What you need to do.
Work out how many lines in the records below include the string "username", and reply with that number alone.
BEGIN Task input
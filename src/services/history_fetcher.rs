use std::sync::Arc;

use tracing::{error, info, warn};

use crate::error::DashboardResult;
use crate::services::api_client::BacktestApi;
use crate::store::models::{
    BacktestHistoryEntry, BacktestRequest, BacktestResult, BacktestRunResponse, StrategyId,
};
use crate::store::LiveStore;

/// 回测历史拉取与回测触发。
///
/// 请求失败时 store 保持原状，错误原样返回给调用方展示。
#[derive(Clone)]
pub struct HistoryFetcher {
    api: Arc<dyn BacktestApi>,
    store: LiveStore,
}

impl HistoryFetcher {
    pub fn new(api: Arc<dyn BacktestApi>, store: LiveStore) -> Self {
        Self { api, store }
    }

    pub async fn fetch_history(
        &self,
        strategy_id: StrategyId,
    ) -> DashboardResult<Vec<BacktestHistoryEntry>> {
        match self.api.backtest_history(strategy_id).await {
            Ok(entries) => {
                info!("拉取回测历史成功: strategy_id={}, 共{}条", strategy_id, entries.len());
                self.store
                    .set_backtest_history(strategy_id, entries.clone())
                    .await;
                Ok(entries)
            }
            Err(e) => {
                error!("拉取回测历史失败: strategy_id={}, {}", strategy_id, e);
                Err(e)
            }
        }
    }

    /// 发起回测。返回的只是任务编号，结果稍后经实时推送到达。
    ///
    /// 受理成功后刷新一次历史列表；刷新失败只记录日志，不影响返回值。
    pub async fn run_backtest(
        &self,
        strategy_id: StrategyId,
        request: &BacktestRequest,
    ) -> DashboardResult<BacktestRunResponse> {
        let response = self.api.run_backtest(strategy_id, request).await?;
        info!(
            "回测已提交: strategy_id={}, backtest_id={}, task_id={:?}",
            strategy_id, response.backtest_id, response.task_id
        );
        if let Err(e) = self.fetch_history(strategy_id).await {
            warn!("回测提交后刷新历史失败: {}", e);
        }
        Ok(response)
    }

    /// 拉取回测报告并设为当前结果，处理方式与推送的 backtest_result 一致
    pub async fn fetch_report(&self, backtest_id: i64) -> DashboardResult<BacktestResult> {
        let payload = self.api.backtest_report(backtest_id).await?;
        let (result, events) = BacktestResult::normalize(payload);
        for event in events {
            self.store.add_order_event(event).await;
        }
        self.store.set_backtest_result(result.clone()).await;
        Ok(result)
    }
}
END Task input
BEGIN Task input
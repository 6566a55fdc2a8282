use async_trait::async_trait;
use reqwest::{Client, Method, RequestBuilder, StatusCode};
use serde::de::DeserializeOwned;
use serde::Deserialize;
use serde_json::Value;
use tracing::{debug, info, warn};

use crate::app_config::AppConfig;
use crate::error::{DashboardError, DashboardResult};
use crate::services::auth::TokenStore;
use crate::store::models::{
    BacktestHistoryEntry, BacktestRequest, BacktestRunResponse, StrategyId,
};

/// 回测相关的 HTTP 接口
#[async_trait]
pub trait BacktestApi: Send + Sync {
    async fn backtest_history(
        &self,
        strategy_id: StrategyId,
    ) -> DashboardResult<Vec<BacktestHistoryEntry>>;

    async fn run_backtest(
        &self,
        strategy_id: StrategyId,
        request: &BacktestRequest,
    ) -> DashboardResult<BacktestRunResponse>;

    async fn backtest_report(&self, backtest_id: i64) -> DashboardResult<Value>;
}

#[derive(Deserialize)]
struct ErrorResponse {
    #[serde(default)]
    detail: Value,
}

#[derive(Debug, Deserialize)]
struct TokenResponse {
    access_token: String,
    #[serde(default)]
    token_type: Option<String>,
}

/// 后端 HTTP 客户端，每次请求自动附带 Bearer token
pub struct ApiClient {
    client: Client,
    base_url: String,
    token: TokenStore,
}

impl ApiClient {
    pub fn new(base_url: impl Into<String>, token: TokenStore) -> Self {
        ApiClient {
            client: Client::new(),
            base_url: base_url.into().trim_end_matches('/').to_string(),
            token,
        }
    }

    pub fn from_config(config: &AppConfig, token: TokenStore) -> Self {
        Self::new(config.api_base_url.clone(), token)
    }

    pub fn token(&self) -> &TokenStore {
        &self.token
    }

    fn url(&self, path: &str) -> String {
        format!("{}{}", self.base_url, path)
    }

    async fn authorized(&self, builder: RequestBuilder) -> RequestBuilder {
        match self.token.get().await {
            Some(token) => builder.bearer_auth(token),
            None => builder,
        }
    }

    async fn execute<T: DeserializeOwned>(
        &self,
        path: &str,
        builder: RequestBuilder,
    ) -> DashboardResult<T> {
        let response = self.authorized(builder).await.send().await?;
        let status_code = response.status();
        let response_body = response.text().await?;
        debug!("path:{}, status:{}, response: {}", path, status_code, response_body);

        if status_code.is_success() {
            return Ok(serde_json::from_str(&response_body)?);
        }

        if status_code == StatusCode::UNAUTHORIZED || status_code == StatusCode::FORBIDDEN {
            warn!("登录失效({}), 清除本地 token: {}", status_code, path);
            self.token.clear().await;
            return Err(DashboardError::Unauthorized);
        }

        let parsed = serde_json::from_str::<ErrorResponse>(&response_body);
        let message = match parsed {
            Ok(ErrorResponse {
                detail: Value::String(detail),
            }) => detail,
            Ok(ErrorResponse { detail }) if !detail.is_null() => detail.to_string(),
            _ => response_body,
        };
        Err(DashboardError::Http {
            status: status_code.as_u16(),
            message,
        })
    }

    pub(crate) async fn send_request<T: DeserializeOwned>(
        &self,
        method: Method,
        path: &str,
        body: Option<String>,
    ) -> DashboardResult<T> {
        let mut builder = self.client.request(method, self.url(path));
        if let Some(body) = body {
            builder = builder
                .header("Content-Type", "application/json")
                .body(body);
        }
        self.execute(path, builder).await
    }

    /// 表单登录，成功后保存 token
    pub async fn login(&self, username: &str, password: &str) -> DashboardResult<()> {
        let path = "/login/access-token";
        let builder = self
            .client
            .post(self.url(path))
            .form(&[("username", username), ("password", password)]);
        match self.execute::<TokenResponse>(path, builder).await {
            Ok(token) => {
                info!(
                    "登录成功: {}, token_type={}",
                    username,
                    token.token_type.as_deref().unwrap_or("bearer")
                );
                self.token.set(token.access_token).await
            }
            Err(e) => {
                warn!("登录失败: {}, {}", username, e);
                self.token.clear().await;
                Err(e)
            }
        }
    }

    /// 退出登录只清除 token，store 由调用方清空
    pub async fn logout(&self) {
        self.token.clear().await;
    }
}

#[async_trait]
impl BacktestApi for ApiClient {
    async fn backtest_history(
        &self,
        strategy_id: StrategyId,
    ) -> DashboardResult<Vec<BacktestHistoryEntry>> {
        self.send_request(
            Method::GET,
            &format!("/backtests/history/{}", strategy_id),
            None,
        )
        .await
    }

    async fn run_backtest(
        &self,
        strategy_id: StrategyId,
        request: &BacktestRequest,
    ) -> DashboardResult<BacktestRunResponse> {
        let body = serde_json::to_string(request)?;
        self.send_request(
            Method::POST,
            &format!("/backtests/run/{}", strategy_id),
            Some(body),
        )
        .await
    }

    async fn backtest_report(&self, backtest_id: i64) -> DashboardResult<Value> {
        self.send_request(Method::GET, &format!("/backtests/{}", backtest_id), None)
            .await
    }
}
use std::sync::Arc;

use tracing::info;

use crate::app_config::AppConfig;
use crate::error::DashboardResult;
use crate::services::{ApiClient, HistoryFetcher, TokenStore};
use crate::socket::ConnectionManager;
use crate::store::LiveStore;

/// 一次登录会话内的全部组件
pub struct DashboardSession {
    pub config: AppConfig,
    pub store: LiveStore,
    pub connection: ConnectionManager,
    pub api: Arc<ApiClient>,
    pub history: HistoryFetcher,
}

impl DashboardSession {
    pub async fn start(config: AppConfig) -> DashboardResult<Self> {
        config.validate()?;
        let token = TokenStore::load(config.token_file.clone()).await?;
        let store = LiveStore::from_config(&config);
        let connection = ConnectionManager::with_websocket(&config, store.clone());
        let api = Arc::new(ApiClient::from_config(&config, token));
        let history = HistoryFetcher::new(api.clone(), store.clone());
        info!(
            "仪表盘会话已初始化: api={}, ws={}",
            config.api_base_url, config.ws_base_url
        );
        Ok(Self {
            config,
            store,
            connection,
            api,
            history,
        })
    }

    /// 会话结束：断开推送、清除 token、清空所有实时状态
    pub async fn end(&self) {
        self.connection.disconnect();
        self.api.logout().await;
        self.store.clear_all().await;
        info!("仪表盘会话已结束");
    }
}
END Task input
BEGIN Task input
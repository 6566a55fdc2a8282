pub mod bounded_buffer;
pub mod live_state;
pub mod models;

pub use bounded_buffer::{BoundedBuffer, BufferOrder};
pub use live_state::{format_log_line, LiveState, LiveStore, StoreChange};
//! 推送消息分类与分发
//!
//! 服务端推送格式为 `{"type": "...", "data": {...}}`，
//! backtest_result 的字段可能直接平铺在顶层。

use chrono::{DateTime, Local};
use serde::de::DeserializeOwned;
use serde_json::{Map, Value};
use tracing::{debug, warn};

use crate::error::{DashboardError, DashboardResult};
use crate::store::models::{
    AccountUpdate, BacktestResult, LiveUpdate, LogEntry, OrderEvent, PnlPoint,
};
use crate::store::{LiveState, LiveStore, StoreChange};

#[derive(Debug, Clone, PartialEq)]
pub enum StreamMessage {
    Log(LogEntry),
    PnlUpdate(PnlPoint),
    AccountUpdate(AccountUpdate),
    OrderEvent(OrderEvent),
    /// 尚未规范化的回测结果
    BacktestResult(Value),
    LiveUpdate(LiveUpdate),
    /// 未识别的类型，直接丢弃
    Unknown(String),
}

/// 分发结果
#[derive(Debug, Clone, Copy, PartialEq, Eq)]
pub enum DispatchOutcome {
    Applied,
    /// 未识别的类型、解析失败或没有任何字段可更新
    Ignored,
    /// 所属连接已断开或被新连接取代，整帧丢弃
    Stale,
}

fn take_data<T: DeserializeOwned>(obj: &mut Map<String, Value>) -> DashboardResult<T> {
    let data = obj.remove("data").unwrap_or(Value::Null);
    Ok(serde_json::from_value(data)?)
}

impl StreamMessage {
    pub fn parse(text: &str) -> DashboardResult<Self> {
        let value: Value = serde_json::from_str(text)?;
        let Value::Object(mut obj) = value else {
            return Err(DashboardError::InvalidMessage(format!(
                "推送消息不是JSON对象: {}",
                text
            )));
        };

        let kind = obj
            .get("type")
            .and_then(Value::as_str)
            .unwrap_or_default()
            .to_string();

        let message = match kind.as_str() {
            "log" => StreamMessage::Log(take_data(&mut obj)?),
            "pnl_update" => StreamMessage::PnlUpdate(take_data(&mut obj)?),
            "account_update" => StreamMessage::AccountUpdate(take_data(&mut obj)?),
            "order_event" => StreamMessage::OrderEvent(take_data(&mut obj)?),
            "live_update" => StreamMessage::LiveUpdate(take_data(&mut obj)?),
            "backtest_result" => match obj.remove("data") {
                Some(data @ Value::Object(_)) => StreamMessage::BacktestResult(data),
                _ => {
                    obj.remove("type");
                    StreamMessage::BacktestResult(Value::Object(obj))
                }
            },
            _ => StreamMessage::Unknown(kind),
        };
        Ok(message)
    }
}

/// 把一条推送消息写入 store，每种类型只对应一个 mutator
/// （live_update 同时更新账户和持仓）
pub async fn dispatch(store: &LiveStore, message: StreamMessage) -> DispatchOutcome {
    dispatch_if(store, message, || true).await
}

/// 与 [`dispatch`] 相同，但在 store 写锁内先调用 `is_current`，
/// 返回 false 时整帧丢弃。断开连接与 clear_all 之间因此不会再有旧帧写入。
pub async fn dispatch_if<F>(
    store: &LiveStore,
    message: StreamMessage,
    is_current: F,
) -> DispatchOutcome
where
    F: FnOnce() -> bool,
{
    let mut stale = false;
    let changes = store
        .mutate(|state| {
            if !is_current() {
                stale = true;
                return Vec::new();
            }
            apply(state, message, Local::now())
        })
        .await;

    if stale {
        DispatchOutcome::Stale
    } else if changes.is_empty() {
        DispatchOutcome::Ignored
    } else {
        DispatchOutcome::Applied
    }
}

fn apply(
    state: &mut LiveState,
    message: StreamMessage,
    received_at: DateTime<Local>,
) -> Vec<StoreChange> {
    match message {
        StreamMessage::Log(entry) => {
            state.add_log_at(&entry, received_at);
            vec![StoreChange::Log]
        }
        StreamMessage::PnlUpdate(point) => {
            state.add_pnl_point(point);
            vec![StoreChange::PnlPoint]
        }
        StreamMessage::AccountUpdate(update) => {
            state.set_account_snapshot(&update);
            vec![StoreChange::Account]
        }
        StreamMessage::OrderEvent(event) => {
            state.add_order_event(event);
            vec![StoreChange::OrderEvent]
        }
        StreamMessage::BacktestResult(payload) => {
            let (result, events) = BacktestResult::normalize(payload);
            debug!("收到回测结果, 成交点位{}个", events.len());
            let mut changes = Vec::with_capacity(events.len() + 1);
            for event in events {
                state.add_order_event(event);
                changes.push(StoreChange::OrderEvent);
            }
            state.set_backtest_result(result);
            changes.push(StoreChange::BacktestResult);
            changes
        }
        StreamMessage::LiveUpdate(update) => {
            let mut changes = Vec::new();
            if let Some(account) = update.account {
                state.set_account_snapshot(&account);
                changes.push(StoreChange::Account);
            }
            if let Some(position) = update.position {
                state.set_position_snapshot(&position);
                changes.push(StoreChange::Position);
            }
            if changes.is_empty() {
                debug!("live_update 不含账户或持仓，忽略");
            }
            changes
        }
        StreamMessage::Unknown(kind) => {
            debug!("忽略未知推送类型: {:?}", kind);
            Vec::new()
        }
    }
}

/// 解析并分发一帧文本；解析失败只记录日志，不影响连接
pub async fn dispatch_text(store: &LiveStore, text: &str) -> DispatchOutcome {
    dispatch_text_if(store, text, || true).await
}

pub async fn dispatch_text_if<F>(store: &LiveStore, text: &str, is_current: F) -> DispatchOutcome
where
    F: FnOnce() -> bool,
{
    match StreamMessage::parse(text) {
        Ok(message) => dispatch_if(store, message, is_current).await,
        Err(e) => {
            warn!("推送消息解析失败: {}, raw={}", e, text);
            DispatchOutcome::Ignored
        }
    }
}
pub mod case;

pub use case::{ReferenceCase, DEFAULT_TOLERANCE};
END Task input
Task solution.
4